*Records supplied*
━━━━━━━━━━━━━━━━━━━━
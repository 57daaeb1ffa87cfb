use std::fmt::Debug;
use std::hash::Hash;

use indexmap::IndexMap;

use crate::algos::{dijkstra, dijkstra_all_paths, kahn, ShortestPath, ShortestPathTree};
use crate::error::{GraphError, Result};
use crate::graph::Weight;

/// Directed weighted graph.
///
/// At most one edge is stored per ordered `(src, dst)` pair; adding an edge
/// again overwrites its weight. Adding an edge creates missing endpoints.
#[derive(Debug, Clone, PartialEq)]
pub struct DirectedGraph<N: Eq + Hash> {
    adjacency: IndexMap<N, IndexMap<N, Weight>>,
}

impl<N: Eq + Hash> Default for DirectedGraph<N> {
    fn default() -> Self {
        Self {
            adjacency: IndexMap::new(),
        }
    }
}

impl<N: Clone + Eq + Hash> DirectedGraph<N> {
    pub fn new() -> Self {
        Self::default()
    }

    /// Pre-allocate for a known node count.
    pub fn with_capacity(node_count: usize) -> Self {
        Self {
            adjacency: IndexMap::with_capacity(node_count),
        }
    }

    /// Build a graph from an initial node set and edge set.
    ///
    /// Nodes are inserted first, so isolated nodes keep their position.
    pub fn from_parts<I, E>(nodes: I, edges: E) -> Self
    where
        I: IntoIterator<Item = N>,
        E: IntoIterator<Item = (N, N, Weight)>,
    {
        let mut graph = Self::new();
        for node in nodes {
            graph.add_node(node);
        }
        for (src, dst, weight) in edges {
            graph.add_edge(src, dst, weight);
        }
        graph
    }

    /// Add (or overwrite) the edge `src -> dst`. Weight sign is not checked.
    pub fn add_edge(&mut self, src: N, dst: N, weight: Weight) {
        let entry = self.adjacency.entry(src);
        let src_index = entry.index();
        entry.or_default();
        self.adjacency.entry(dst.clone()).or_default();
        if let Some((_, targets)) = self.adjacency.get_index_mut(src_index) {
            targets.insert(dst, weight);
        }
    }

    /// Like [`add_edge`](Self::add_edge), but rejects NaN and infinite weights.
    pub fn try_add_edge(&mut self, src: N, dst: N, weight: Weight) -> Result<()>
    where
        N: Debug,
    {
        if !weight.is_finite() {
            return Err(GraphError::invalid_weight(&src, &dst, weight));
        }
        self.add_edge(src, dst, weight);
        Ok(())
    }

    /// Remove the edge `src -> dst`. Returns false if it was not present.
    pub fn remove_edge(&mut self, src: &N, dst: &N) -> bool {
        self.adjacency
            .get_mut(src)
            .is_some_and(|targets| targets.shift_remove(dst).is_some())
    }

    /// Add an isolated node. Returns false if it already exists.
    pub fn add_node(&mut self, node: N) -> bool {
        if self.adjacency.contains_key(&node) {
            return false;
        }
        self.adjacency.insert(node, IndexMap::new());
        true
    }

    /// Remove a node and every edge into or out of it.
    pub fn remove_node(&mut self, node: &N) -> bool {
        if self.adjacency.shift_remove(node).is_none() {
            return false;
        }
        for targets in self.adjacency.values_mut() {
            targets.shift_remove(node);
        }
        true
    }

    pub fn contains_node(&self, node: &N) -> bool {
        self.adjacency.contains_key(node)
    }

    pub fn node_count(&self) -> usize {
        self.adjacency.len()
    }

    pub fn is_empty(&self) -> bool {
        self.adjacency.is_empty()
    }

    /// Nodes in insertion order.
    pub fn nodes(&self) -> impl Iterator<Item = &N> + '_ {
        self.adjacency.keys()
    }

    /// Outgoing `(neighbor, weight)` pairs. Empty for an unknown node.
    pub fn neighbors<'a>(&'a self, node: &N) -> impl Iterator<Item = (&'a N, Weight)> + 'a {
        self.adjacency
            .get(node)
            .into_iter()
            .flat_map(|targets| targets.iter().map(|(dst, &weight)| (dst, weight)))
    }

    /// Outgoing pairs with owned nodes, in the shape the algorithms consume.
    pub fn adjacent(&self, node: &N) -> Vec<(N, Weight)> {
        self.neighbors(node)
            .map(|(dst, weight)| (dst.clone(), weight))
            .collect()
    }

    pub fn has_edge(&self, src: &N, dst: &N) -> bool {
        self.adjacency
            .get(src)
            .is_some_and(|targets| targets.contains_key(dst))
    }

    pub fn weight(&self, src: &N, dst: &N) -> Option<Weight> {
        self.adjacency.get(src)?.get(dst).copied()
    }

    pub fn in_degree(&self, node: &N) -> usize {
        self.adjacency
            .values()
            .filter(|targets| targets.contains_key(node))
            .count()
    }

    pub fn out_degree(&self, node: &N) -> usize {
        self.adjacency.get(node).map_or(0, |targets| targets.len())
    }

    pub fn edge_count(&self) -> usize {
        self.adjacency.values().map(|targets| targets.len()).sum()
    }

    /// Every stored edge as `(src, dst, weight)`, grouped by source.
    pub fn edges(&self) -> impl Iterator<Item = (&N, &N, Weight)> + '_ {
        self.adjacency.iter().flat_map(|(src, targets)| {
            targets
                .iter()
                .map(move |(dst, &weight)| (src, dst, weight))
        })
    }

    /// Sum of all stored edge weights.
    pub fn total_weight(&self) -> Weight {
        self.edges().map(|(_, _, weight)| weight).sum()
    }

    pub(crate) fn self_loops(&self) -> impl Iterator<Item = Weight> + '_ {
        self.edges()
            .filter(|(src, dst, _)| src == dst)
            .map(|(_, _, weight)| weight)
    }

    /// Dijkstra from `src` to `dst` over this graph.
    pub fn shortest_path(&self, src: &N, dst: &N) -> ShortestPath<N> {
        dijkstra(
            src.clone(),
            |node: &N, _| node == dst,
            |node: &N| self.adjacent(node),
            None,
        )
    }

    /// Shortest distances and predecessors from `src` to every reachable node.
    pub fn shortest_path_tree(&self, src: &N) -> ShortestPathTree<N> {
        dijkstra_all_paths(src.clone(), |node: &N| self.adjacent(node), None)
    }

    /// Kahn ordering of all nodes; shorter than `node_count()` if cyclic.
    pub fn topological_order(&self) -> Vec<N> {
        kahn(
            self.nodes().cloned(),
            |node: &N| {
                self.neighbors(node)
                    .map(|(dst, _)| dst.clone())
                    .collect::<Vec<_>>()
            },
            None,
        )
    }
}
━━━━━━━━━━━━━━━━━━━━
*Task prompt*
A verbatim reproduction of all the records above is the expected answer.

*Task solution*
repository 57daaeb1ffa87cfb
use std::fmt::Debug;
use std::hash::Hash;

use indexmap::IndexMap;

use crate::algos::{dijkstra, dijkstra_all_paths, kahn, ShortestPath, ShortestPathTree};
use crate::error::{GraphError, Result};
use crate::graph::Weight;

/// Directed weighted graph.
///
/// At most one edge is stored per ordered `(src, dst)` pair; adding an edge
/// again overwrites its weight. Adding an edge creates missing endpoints.
#[derive(Debug, Clone, PartialEq)]
pub struct DirectedGraph<N: Eq + Hash> {
    adjacency: IndexMap<N, IndexMap<N, Weight>>,
}

impl<N: Eq + Hash> Default for DirectedGraph<N> {
    fn default() -> Self {
        Self {
            adjacency: IndexMap::new(),
        }
    }
}

impl<N: Clone + Eq + Hash> DirectedGraph<N> {
    pub fn new() -> Self {
        Self::default()
    }

    /// Pre-allocate for a known node count.
    pub fn with_capacity(node_count: usize) -> Self {
        Self {
            adjacency: IndexMap::with_capacity(node_count),
        }
    }

    /// Build a graph from an initial node set and edge set.
    ///
    /// Nodes are inserted first, so isolated nodes keep their position.
    pub fn from_parts<I, E>(nodes: I, edges: E) -> Self
    where
        I: IntoIterator<Item = N>,
        E: IntoIterator<Item = (N, N, Weight)>,
    {
        let mut graph = Self::new();
        for node in nodes {
            graph.add_node(node);
        }
        for (src, dst, weight) in edges {
            graph.add_edge(src, dst, weight);
        }
        graph
    }

    /// Add (or overwrite) the edge `src -> dst`. Weight sign is not checked.
    pub fn add_edge(&mut self, src: N, dst: N, weight: Weight) {
        let entry = self.adjacency.entry(src);
        let src_index = entry.index();
        entry.or_default();
        self.adjacency.entry(dst.clone()).or_default();
        if let Some((_, targets)) = self.adjacency.get_index_mut(src_index) {
            targets.insert(dst, weight);
        }
    }

    /// Like [`add_edge`](Self::add_edge), but rejects NaN and infinite weights.
    pub fn try_add_edge(&mut self, src: N, dst: N, weight: Weight) -> Result<()>
    where
        N: Debug,
    {
        if !weight.is_finite() {
            return Err(GraphError::invalid_weight(&src, &dst, weight));
        }
        self.add_edge(src, dst, weight);
        Ok(())
    }

    /// Remove the edge `src -> dst`. Returns false if it was not present.
    pub fn remove_edge(&mut self, src: &N, dst: &N) -> bool {
        self.adjacency
            .get_mut(src)
            .is_some_and(|targets| targets.shift_remove(dst).is_some())
    }

    /// Add an isolated node. Returns false if it already exists.
    pub fn add_node(&mut self, node: N) -> bool {
        if self.adjacency.contains_key(&node) {
            return false;
        }
        self.adjacency.insert(node, IndexMap::new());
        true
    }

    /// Remove a node and every edge into or out of it.
    pub fn remove_node(&mut self, node: &N) -> bool {
        if self.adjacency.shift_remove(node).is_none() {
            return false;
        }
        for targets in self.adjacency.values_mut() {
            targets.shift_remove(node);
        }
        true
    }

    pub fn contains_node(&self, node: &N) -> bool {
        self.adjacency.contains_key(node)
    }

    pub fn node_count(&self) -> usize {
        self.adjacency.len()
    }

    pub fn is_empty(&self) -> bool {
        self.adjacency.is_empty()
    }

    /// Nodes in insertion order.
    pub fn nodes(&self) -> impl Iterator<Item = &N> + '_ {
        self.adjacency.keys()
    }

    /// Outgoing `(neighbor, weight)` pairs. Empty for an unknown node.
    pub fn neighbors<'a>(&'a self, node: &N) -> impl Iterator<Item = (&'a N, Weight)> + 'a {
        self.adjacency
            .get(node)
            .into_iter()
            .flat_map(|targets| targets.iter().map(|(dst, &weight)| (dst, weight)))
    }

    /// Outgoing pairs with owned nodes, in the shape the algorithms consume.
    pub fn adjacent(&self, node: &N) -> Vec<(N, Weight)> {
        self.neighbors(node)
            .map(|(dst, weight)| (dst.clone(), weight))
            .collect()
    }

    pub fn has_edge(&self, src: &N, dst: &N) -> bool {
        self.adjacency
            .get(src)
            .is_some_and(|targets| targets.contains_key(dst))
    }

    pub fn weight(&self, src: &N, dst: &N) -> Option<Weight> {
        self.adjacency.get(src)?.get(dst).copied()
    }

    pub fn in_degree(&self, node: &N) -> usize {
        self.adjacency
            .values()
            .filter(|targets| targets.contains_key(node))
            .count()
    }

    pub fn out_degree(&self, node: &N) -> usize {
        self.adjacency.get(node).map_or(0, |targets| targets.len())
    }

    pub fn edge_count(&self) -> usize {
        self.adjacency.values().map(|targets| targets.len()).sum()
    }

    /// Every stored edge as `(src, dst, weight)`, grouped by source.
    pub fn edges(&self) -> impl Iterator<Item = (&N, &N, Weight)> + '_ {
        self.adjacency.iter().flat_map(|(src, targets)| {
            targets
                .iter()
                .map(move |(dst, &weight)| (src, dst, weight))
        })
    }

    /// Sum of all stored edge weights.
    pub fn total_weight(&self) -> Weight {
        self.edges().map(|(_, _, weight)| weight).sum()
    }

    pub(crate) fn self_loops(&self) -> impl Iterator<Item = Weight> + '_ {
        self.edges()
            .filter(|(src, dst, _)| src == dst)
            .map(|(_, _, weight)| weight)
    }

    /// Dijkstra from `src` to `dst` over this graph.
    pub fn shortest_path(&self, src: &N, dst: &N) -> ShortestPath<N> {
        dijkstra(
            src.clone(),
            |node: &N, _| node == dst,
            |node: &N| self.adjacent(node),
            None,
        )
    }

    /// Shortest distances and predecessors from `src` to every reachable node.
    pub fn shortest_path_tree(&self, src: &N) -> ShortestPathTree<N> {
        dijkstra_all_paths(src.clone(), |node: &N| self.adjacent(node), None)
    }

    /// Kahn ordering of all nodes; shorter than `node_count()` if cyclic.
    pub fn topological_order(&self) -> Vec<N> {
        kahn(
            self.nodes().cloned(),
            |node: &N| {
                self.neighbors(node)
                    .map(|(dst, _)| dst.clone())
                    .collect::<Vec<_>>()
            },
            None,
        )
    }
}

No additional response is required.